Extracted data
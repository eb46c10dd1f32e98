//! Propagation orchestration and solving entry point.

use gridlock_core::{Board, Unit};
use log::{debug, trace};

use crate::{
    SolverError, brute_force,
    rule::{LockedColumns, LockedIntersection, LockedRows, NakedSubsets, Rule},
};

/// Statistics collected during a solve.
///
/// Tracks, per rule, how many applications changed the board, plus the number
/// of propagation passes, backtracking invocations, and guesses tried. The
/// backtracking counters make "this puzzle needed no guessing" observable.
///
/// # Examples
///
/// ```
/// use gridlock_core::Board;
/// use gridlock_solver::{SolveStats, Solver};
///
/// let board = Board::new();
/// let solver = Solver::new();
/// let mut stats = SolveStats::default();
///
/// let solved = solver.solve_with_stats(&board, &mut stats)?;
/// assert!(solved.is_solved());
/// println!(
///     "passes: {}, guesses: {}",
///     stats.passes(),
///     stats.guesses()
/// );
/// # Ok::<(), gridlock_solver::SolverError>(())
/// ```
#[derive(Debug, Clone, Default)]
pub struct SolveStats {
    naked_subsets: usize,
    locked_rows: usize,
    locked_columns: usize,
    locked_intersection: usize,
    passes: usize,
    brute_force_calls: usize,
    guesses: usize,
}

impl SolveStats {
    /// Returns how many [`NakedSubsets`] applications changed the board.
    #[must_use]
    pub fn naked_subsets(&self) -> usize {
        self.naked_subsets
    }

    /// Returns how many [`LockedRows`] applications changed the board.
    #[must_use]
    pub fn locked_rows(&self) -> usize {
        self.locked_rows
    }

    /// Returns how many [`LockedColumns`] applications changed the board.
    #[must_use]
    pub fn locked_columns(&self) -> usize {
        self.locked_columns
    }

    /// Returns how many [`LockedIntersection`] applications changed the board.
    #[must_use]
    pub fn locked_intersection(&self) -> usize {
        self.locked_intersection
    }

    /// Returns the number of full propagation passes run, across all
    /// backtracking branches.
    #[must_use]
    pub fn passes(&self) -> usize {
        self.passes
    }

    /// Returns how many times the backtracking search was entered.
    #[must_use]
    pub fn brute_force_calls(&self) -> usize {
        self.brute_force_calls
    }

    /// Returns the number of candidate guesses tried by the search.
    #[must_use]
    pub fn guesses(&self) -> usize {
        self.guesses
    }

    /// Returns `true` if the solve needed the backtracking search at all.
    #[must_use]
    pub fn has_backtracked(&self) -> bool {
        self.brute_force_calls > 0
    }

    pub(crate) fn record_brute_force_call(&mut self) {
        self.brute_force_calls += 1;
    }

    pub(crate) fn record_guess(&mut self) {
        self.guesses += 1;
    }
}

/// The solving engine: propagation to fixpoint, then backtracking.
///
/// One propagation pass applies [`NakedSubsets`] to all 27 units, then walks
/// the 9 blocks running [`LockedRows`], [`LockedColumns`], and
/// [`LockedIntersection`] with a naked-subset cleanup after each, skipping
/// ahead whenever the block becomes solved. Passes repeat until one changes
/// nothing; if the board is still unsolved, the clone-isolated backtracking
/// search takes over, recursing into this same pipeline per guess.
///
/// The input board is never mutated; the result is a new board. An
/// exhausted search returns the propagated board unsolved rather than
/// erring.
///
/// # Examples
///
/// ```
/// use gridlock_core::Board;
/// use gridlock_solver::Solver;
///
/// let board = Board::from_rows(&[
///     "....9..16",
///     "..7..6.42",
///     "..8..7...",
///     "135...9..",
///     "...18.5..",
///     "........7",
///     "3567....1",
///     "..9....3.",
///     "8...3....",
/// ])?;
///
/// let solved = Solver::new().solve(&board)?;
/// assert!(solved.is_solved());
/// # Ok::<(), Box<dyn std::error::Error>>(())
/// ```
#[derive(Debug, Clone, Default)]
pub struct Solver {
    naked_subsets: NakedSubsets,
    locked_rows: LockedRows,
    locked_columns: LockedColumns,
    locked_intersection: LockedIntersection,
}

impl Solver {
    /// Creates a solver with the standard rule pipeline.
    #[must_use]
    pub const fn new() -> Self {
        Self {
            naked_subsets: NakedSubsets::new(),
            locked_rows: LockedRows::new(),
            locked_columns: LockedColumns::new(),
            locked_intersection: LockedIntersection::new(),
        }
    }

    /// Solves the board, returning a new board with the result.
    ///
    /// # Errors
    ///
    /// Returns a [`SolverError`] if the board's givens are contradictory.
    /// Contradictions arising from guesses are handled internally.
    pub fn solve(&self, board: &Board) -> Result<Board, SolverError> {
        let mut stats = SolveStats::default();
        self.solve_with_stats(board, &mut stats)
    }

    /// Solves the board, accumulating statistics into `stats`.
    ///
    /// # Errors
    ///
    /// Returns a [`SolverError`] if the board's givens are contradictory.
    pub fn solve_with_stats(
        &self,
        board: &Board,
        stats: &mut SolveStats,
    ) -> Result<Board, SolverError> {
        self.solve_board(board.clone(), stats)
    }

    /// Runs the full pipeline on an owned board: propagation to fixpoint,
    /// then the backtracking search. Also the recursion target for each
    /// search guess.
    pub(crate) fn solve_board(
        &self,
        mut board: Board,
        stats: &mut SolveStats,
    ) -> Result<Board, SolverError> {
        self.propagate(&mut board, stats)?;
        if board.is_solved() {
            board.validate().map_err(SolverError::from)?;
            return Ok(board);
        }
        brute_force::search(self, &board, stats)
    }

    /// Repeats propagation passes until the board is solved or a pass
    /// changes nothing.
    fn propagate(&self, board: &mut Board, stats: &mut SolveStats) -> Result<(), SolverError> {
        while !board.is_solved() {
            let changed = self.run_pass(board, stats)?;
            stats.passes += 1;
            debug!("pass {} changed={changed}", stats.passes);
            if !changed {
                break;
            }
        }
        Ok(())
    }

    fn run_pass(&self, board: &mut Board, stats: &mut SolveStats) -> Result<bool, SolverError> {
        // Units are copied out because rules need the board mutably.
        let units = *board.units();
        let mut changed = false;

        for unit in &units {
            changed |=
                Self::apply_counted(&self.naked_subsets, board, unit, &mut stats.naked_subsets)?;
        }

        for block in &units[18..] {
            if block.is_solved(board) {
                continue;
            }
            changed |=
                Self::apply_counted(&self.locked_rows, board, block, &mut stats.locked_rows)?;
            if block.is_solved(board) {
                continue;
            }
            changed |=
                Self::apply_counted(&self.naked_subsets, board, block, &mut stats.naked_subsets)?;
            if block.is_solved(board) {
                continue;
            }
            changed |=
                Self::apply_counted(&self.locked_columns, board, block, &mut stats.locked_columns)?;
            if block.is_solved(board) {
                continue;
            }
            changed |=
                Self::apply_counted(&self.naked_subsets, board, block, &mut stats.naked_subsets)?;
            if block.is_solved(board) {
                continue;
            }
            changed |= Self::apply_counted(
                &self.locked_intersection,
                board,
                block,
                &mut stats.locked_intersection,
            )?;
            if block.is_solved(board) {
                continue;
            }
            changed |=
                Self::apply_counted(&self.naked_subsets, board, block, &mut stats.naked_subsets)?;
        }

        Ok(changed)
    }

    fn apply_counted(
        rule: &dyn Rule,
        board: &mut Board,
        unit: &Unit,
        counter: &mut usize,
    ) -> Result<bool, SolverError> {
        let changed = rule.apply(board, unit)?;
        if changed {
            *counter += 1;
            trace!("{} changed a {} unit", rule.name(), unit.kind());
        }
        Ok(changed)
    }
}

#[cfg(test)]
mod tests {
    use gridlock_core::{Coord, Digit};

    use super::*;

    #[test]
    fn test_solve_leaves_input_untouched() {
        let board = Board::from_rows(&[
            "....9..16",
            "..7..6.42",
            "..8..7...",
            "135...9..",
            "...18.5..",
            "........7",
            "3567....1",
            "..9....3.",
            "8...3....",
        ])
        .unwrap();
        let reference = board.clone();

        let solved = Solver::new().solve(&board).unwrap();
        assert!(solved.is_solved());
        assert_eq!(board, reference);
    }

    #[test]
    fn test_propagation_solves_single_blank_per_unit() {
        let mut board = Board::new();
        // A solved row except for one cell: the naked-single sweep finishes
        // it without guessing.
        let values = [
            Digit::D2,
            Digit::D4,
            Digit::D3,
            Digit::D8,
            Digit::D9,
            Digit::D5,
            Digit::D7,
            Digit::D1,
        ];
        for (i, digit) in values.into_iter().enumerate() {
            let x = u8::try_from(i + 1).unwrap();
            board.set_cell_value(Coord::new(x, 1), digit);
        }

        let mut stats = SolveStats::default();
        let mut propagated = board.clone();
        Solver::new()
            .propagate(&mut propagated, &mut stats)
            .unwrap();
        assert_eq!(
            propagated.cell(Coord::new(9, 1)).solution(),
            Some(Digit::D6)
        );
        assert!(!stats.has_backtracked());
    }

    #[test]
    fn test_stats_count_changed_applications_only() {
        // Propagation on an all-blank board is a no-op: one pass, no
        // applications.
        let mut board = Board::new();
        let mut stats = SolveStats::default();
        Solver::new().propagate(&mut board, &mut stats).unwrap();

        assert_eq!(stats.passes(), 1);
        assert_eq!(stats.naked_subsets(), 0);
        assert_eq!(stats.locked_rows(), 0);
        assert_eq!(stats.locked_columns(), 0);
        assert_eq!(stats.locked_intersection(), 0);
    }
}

What you should do
Output exactly, and only, the lines running from the one that contains "assert!(!stats.has_backtracked());" through the last line of the entries above.

Reply to the exercise
        assert!(!stats.has_backtracked());
    }

    #[test]
    fn test_stats_count_changed_applications_only() {
        // Propagation on an all-blank board is a no-op: one pass, no
        // applications.
        let mut board = Board::new();
        let mut stats = SolveStats::default();
        Solver::new().propagate(&mut board, &mut stats).unwrap();

        assert_eq!(stats.passes(), 1);
        assert_eq!(stats.naked_subsets(), 0);
        assert_eq!(stats.locked_rows(), 0);
        assert_eq!(stats.locked_columns(), 0);
        assert_eq!(stats.locked_intersection(), 0);
    }
}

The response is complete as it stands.